Updated: Sep 29, 2020
I welcomed week two thinking I will get all the answers I want. Man was I wrong. Who knew cancer was so complicated? One answer or test leads to another series of questions. The week does result in some good and some bad news.
My doctor Ronald requested a Bilateral Breast MRI, with and without contrast. Just before 7:00 pm the night prior to my Breast MRI, Diagnostics Center of America (DCA) West Boca called me to cancel, stating my insurance company had not approved my MRI. I called Kenia at my doctor’s office and she told me "leave it with me to handle." I knew a breast MRI tells a lot; I really wanted this procedure and they made it happen.
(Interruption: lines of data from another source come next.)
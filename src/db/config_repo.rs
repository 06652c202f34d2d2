// src/db/config_repo.rs

use chrono::{DateTime, Utc};
use sqlx::{Executor, PgPool, Postgres};

use crate::{common::error::AppError, models::config::ConfigRow};

const CONFIG_COLUMNS: &str = "usuario_id, notificacoes_ativas, google_calendar_ativo, \
    google_access_token, google_refresh_token, google_token_expiry, updated_at";

// Uma linha de `configuracoes` por prestador (1:1 com `usuarios`)
#[derive(Clone)]
pub struct ConfigRepository {
    pool: PgPool,
}

impl ConfigRepository {
    pub fn new(pool: PgPool) -> Self {
        Self { pool }
    }

    /// Cria a configuração padrão (usado no cadastro, dentro da transação).
    pub async fn create_default<'e, E>(&self, executor: E, usuario_id: i32) -> Result<(), AppError>
    where
        E: Executor<'e, Database = Postgres>,
    {
        sqlx::query("INSERT INTO configuracoes (usuario_id) VALUES ($1) ON CONFLICT (usuario_id) DO NOTHING")
            .bind(usuario_id)
            .execute(executor)
            .await?;
        Ok(())
    }

    pub async fn find(&self, usuario_id: i32) -> Result<Option<ConfigRow>, AppError> {
        let row = sqlx::query_as::<_, ConfigRow>(&format!(
            "SELECT {} FROM configuracoes WHERE usuario_id = $1",
            CONFIG_COLUMNS
        ))
        .bind(usuario_id)
        .fetch_optional(&self.pool)
        .await?;
        Ok(row)
    }

    /// Busca a configuração, criando a padrão se o usuário ainda não tiver uma.
    pub async fn get_or_create(&self, usuario_id: i32) -> Result<ConfigRow, AppError> {
        // O DO UPDATE "vazio" garante que o RETURNING devolva a linha existente
        let row = sqlx::query_as::<_, ConfigRow>(&format!(
            r#"
            INSERT INTO configuracoes (usuario_id) VALUES ($1)
            ON CONFLICT (usuario_id) DO UPDATE SET usuario_id = EXCLUDED.usuario_id
            RETURNING {}
            "#,
            CONFIG_COLUMNS
        ))
        .bind(usuario_id)
        .fetch_one(&self.pool)
        .await?;
        Ok(row)
    }

    pub async fn update(
        &self,
        usuario_id: i32,
        notificacoes_ativas: Option<bool>,
        google_calendar_ativo: Option<bool>,
    ) -> Result<ConfigRow, AppError> {
        let row = sqlx::query_as::<_, ConfigRow>(&format!(
            r#"
            INSERT INTO configuracoes (usuario_id, notificacoes_ativas, google_calendar_ativo)
            VALUES ($1, COALESCE($2, TRUE), COALESCE($3, FALSE))
            ON CONFLICT (usuario_id) DO UPDATE SET
                notificacoes_ativas = COALESCE($2, configuracoes.notificacoes_ativas),
                google_calendar_ativo = COALESCE($3, configuracoes.google_calendar_ativo),
                updated_at = NOW()
            RETURNING {}
            "#,
            CONFIG_COLUMNS
        ))
        .bind(usuario_id)
        .bind(notificacoes_ativas)
        .bind(google_calendar_ativo)
        .fetch_one(&self.pool)
        .await?;
        Ok(row)
    }

    // =========================================================================
    //  TOKENS DO GOOGLE
    // =========================================================================

    /// Grava access token e validade; o refresh token só é trocado quando
    /// o Google emitiu um novo.
    pub async fn save_google_tokens(
        &self,
        usuario_id: i32,
        access_token: &str,
        refresh_token: Option<&str>,
        expiry: DateTime<Utc>,
    ) -> Result<(), AppError> {
        sqlx::query(
            r#"
            INSERT INTO configuracoes (usuario_id, google_access_token, google_refresh_token, google_token_expiry)
            VALUES ($1, $2, $3, $4)
            ON CONFLICT (usuario_id) DO UPDATE SET
                google_access_token = EXCLUDED.google_access_token,
                google_refresh_token = COALESCE(EXCLUDED.google_refresh_token, configuracoes.google_refresh_token),
                google_token_expiry = EXCLUDED.google_token_expiry,
                updated_at = NOW()
            "#,
        )
        .bind(usuario_id)
        .bind(access_token)
        .bind(refresh_token)
        .bind(expiry)
        .execute(&self.pool)
        .await?;
        Ok(())
    }

    /// Limpa os três tokens e desliga a integração num único UPDATE.
    pub async fn clear_google_tokens(&self, usuario_id: i32) -> Result<(), AppError> {
        sqlx::query(
            r#"
            UPDATE configuracoes SET
                google_access_token = NULL,
                google_refresh_token = NULL,
                google_token_expiry = NULL,
                google_calendar_ativo = FALSE,
                updated_at = NOW()
            WHERE usuario_id = $1
            "#,
        )
        .bind(usuario_id)
        .execute(&self.pool)
        .await?;
        Ok(())
    }

    pub async fn set_google_enabled(&self, usuario_id: i32, enabled: bool) -> Result<(), AppError> {
        sqlx::query(
            r#"
            INSERT INTO configuracoes (usuario_id, google_calendar_ativo) VALUES ($1, $2)
            ON CONFLICT (usuario_id) DO UPDATE SET google_calendar_ativo = $2, updated_at = NOW()
            "#,
        )
        .bind(usuario_id)
        .bind(enabled)
        .execute(&self.pool)
        .await?;
        Ok(())
    }
}
use std::collections::BTreeMap;

use axum::{
    http::StatusCode,
    response::{IntoResponse, Response},
    Json,
};
use serde_json::json;
use thiserror::Error;

use crate::services::google::GoogleError;

// Nosso tipo de erro, agora com `thiserror` para melhor ergonomia.
#[derive(Debug, Error)]
pub enum AppError {
    #[error("Erro de validação")]
    ValidationError(#[from] validator::ValidationErrors),

    #[error("{0}")]
    BadRequest(String),

    #[error("E-mail já existe")]
    EmailAlreadyExists,

    #[error("Credenciais inválidas")]
    InvalidCredentials,

    #[error("Token inválido")]
    InvalidToken,

    #[error("Acesso negado")]
    Forbidden,

    #[error("{0}")]
    NotFound(String),

    // Refresh token revogado: o app precisa pedir uma nova autorização
    #[error("Integração com o Google Calendar expirada")]
    GoogleReconnectRequired,

    #[error("Erro do Google: {0}")]
    Google(#[from] GoogleError),

    // Rejeição do provedor de NFS-e, com o detalhe legível devolvido por ele
    #[error("{0}")]
    FiscalProvider(String),

    // Variante para erros de banco de dados (exemplo com sqlx)
    #[error("Erro de banco de dados: {0}")]
    DatabaseError(#[from] sqlx::Error),

    // Variante genérica para qualquer outro erro inesperado
    #[error("Erro interno do servidor: {0}")]
    InternalServerError(#[from] anyhow::Error),

    #[error("Erro de Bcrypt: {0}")]
    BcryptError(#[from] bcrypt::BcryptError),

    #[error("Erro de JWT: {0}")]
    JwtError(#[from] jsonwebtoken::errors::Error),
}

impl AppError {
    pub fn not_found(entity: &str) -> Self {
        AppError::NotFound(format!("{} não encontrado.", entity))
    }

    /// Mensagens de validação agrupadas por campo, em ordem alfabética.
    fn validation_details(errors: &validator::ValidationErrors) -> BTreeMap<String, Vec<String>> {
        let mut details = BTreeMap::new();
        for (field, field_errors) in errors.field_errors() {
            let messages: Vec<String> = field_errors
                .iter()
                .map(|e| match &e.message {
                    Some(m) => m.to_string(),
                    None => format!("O campo '{}' é inválido.", field),
                })
                .collect();
            details.insert(field.to_string(), messages);
        }
        details
    }
}

impl IntoResponse for AppError {
    fn into_response(self) -> Response {
        let (status, error_message) = match self {
            AppError::ValidationError(errors) => {
                let details = AppError::validation_details(&errors);
                let message = details
                    .values()
                    .flatten()
                    .cloned()
                    .collect::<Vec<_>>()
                    .join("; ");
                let body = Json(json!({
                    "error": message,
                    "details": details,
                }));
                return (StatusCode::BAD_REQUEST, body).into_response();
            }
            AppError::GoogleReconnectRequired => {
                let body = Json(json!({
                    "error": "Sua conexão com o Google Calendar expirou. Conecte sua conta novamente.",
                    "code": "GOOGLE_RECONNECT_REQUIRED",
                }));
                return (StatusCode::CONFLICT, body).into_response();
            }
            AppError::BadRequest(message) => (StatusCode::BAD_REQUEST, message),
            AppError::NotFound(message) => (StatusCode::NOT_FOUND, message),
            AppError::EmailAlreadyExists => (StatusCode::CONFLICT, "Este e-mail já está em uso.".to_string()),
            AppError::InvalidCredentials => (StatusCode::UNAUTHORIZED, "E-mail ou senha inválidos.".to_string()),
            AppError::InvalidToken => (StatusCode::UNAUTHORIZED, "Token de autenticação inválido ou ausente.".to_string()),
            AppError::Forbidden => (StatusCode::FORBIDDEN, "Acesso negado a este recurso.".to_string()),
            AppError::FiscalProvider(detail) => {
                tracing::error!("Erro do provedor fiscal: {}", detail);
                (StatusCode::INTERNAL_SERVER_ERROR, detail)
            }

            // Todos os outros erros (DatabaseError, InternalServerError...) viram 500.
            // O `tracing` vai logar a mensagem detalhada que `thiserror` nos deu.
            ref e => {
                tracing::error!("Erro Interno do Servidor: {}", e);
                (StatusCode::INTERNAL_SERVER_ERROR, "Ocorreu um erro inesperado.".to_string())
            }
        };

        // Resposta padrão para erros simples que só têm uma mensagem.
        let body = Json(json!({ "error": error_message }));
        (status, body).into_response()
    }
}

#[cfg(test)]
mod tests {
    use super::*;
    use validator::Validate;

    #[derive(Validate)]
    struct Payload {
        #[validate(required(message = "O nome é obrigatório."))]
        nome: Option<String>,
        #[validate(email(message = "O e-mail fornecido é inválido."))]
        email: String,
    }

    async fn body_json(response: Response) -> serde_json::Value {
        let bytes = axum::body::to_bytes(response.into_body(), usize::MAX).await.unwrap();
        serde_json::from_slice(&bytes).unwrap()
    }

    #[tokio::test]
    async fn validation_errors_are_concatenated_into_a_400() {
        let errors = Payload { nome: None, email: "invalido".into() }.validate().unwrap_err();

        let response = AppError::from(errors).into_response();
        assert_eq!(response.status(), StatusCode::BAD_REQUEST);

        let body = body_json(response).await;
        assert_eq!(body["error"], "O e-mail fornecido é inválido.; O nome é obrigatório.");
        assert_eq!(body["details"]["nome"][0], "O nome é obrigatório.");
    }

    #[tokio::test]
    async fn reconnect_required_carries_a_distinct_code() {
        let response = AppError::GoogleReconnectRequired.into_response();
        assert_eq!(response.status(), StatusCode::CONFLICT);
        assert_eq!(body_json(response).await["code"], "GOOGLE_RECONNECT_REQUIRED");
    }

    #[tokio::test]
    async fn internal_errors_hide_details() {
        let response = AppError::InternalServerError(anyhow::anyhow!("senha do banco")).into_response();
        assert_eq!(response.status(), StatusCode::INTERNAL_SERVER_ERROR);
        assert_eq!(body_json(response).await["error"], "Ocorreu um erro inesperado.");
    }

    #[tokio::test]
    async fn fiscal_errors_surface_the_provider_detail() {
        let response = AppError::FiscalProvider("CNPJ do tomador inválido".into()).into_response();
        assert_eq!(response.status(), StatusCode::INTERNAL_SERVER_ERROR);
        assert_eq!(body_json(response).await["error"], "CNPJ do tomador inválido");
    }
}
They got DCA to discount the procedure down to $600 and I arrived at DCA, as planned, for my procedure.
Check in happened online and the text message process was much the same as DCA Delray. When I arrived, I changed into a gown, sat in a little room, and a technologist arrived to insert the intravenous catheter (IV) into the back of my right hand. The MRI machine is huge and the bed (a hard, clinical plank) has two perfect holes in it. You are supposed to lie face down with your breasts in the holes, and I laughed quietly under my breath that I am fast losing my dignity!
Your arms go superman-style above your head. I did not feel much like a super-woman, and the claustrophobia started to kick-in, ever so slightly. The technologist put earphones on my ears and relaxing music began to play. It certainly helped me to relax.
The plank moved through the large magnet, into the tunnel. At the end of the tunnel, the technologist connected the IV into the line in the back of my hand, so at they can inject the contrast (gadolinium). This contrast helps them to see any abnormalities more clearly.
Before beginning the procedure, she checked the line with saline, to make sure I felt no pain. Then she left the room and off we went! The music was drowned out by a sound resembling a jack hammer I closed my eyes and tried to stay as calm as I could for the 20 minutes it took. Towards the end of the procedure, my body felt oddly cold, from the injected contrast.
After the process was complete, I left the center and returned to work for my last appointment of the day. I arrived home just after 5:00 pm and Ronald’s office called to schedule a tele-appointment with me for 6:00 pm (after his last patient). I knew nothing good comes of a late call from a doctor and I certainly felt an elevated level of anxiety waiting for him to arrive.
The news was not good. The MRI had identified three significant masses and cortical thickening of my lymph nodes. Ronald discussed the results with me and asked me what pain I was experiencing. Apart from my breast pain, my lower back and hips were usually painful.
He said he was scheduling a chest, abdomen and pelvis CT and needed me to go to my OBGYN for an annual and had referred me to a well known doctor Dr. Eli Avisar from the University of Miami Health System. Ronald reassured me his team was the best and Kenia would personally handle all the appointment scheduling. The reminded me to stay calm and relax, as much as I could.
Kenia sent a script to DCA Boynton Beach and scheduled my Chest, Abdomen and Pelvis CT scan, with and without contrast (CT scan uses X-Rays to create detailed pictures of the organs, bones, and tissue). Yet again, the insurance company was moving slower than my medical team, and my amazing boss told me go get whatever I needed; he would personally handle the out of pocket!
The next day I sat at my desk, taking calls and drinking vanilla flavored contrast. Anyone who has had the pleasure of a liquid lunch of 2 x 450 ml of flavored contrast will know, it is all lies. Vanilla, Berry, Banana... it is all chalk-flavored and horrid.
I drove to DCA Boynton Beach feeling quite squeezy, but anxious to get it done. It was a busy center and I had a relatively long wait - as they were all desperately trying to get my insurance approval. It turns out, 48-hours is not sufficient time to turn around approval. I paid for two of the three procedures, as they did manage to get approval on one!
When it was time, I entered a little changing room, put on my gown, and waited for the IV to be put in my right arm. I went into the room and the radiologist explained he would inject the contrast at the end of the procedure. At this stage, I felt like I had to pee. It's an expected sensation when going through this process. I laid on my back, on a hard plank-like bed, with my arms overhead; then my IV was connected. I started moving into a donut-shaped tunnel, much more open than the MRI, and every now and again a voice would say "do not breathe." It was quiet, pleasant, and over in no time at all. The images collected would be used to form three-dimensional images which reveal abnormalities.
Afterwards, I headed back to the Addison. I was not even back to the office when Kenia and Ronald phoned me with some exceptional news. All three tests were normal! That night was the first night in well over two weeks that I rested easy.
To wrap up this series of appointments, I visited Dr. Schey, who I absolutely love. I am subjected to more tests, which details I will not share for the sake of the weak-hearted. Most women I know are not comfortable visiting their OBGYN. Dignity, what is that?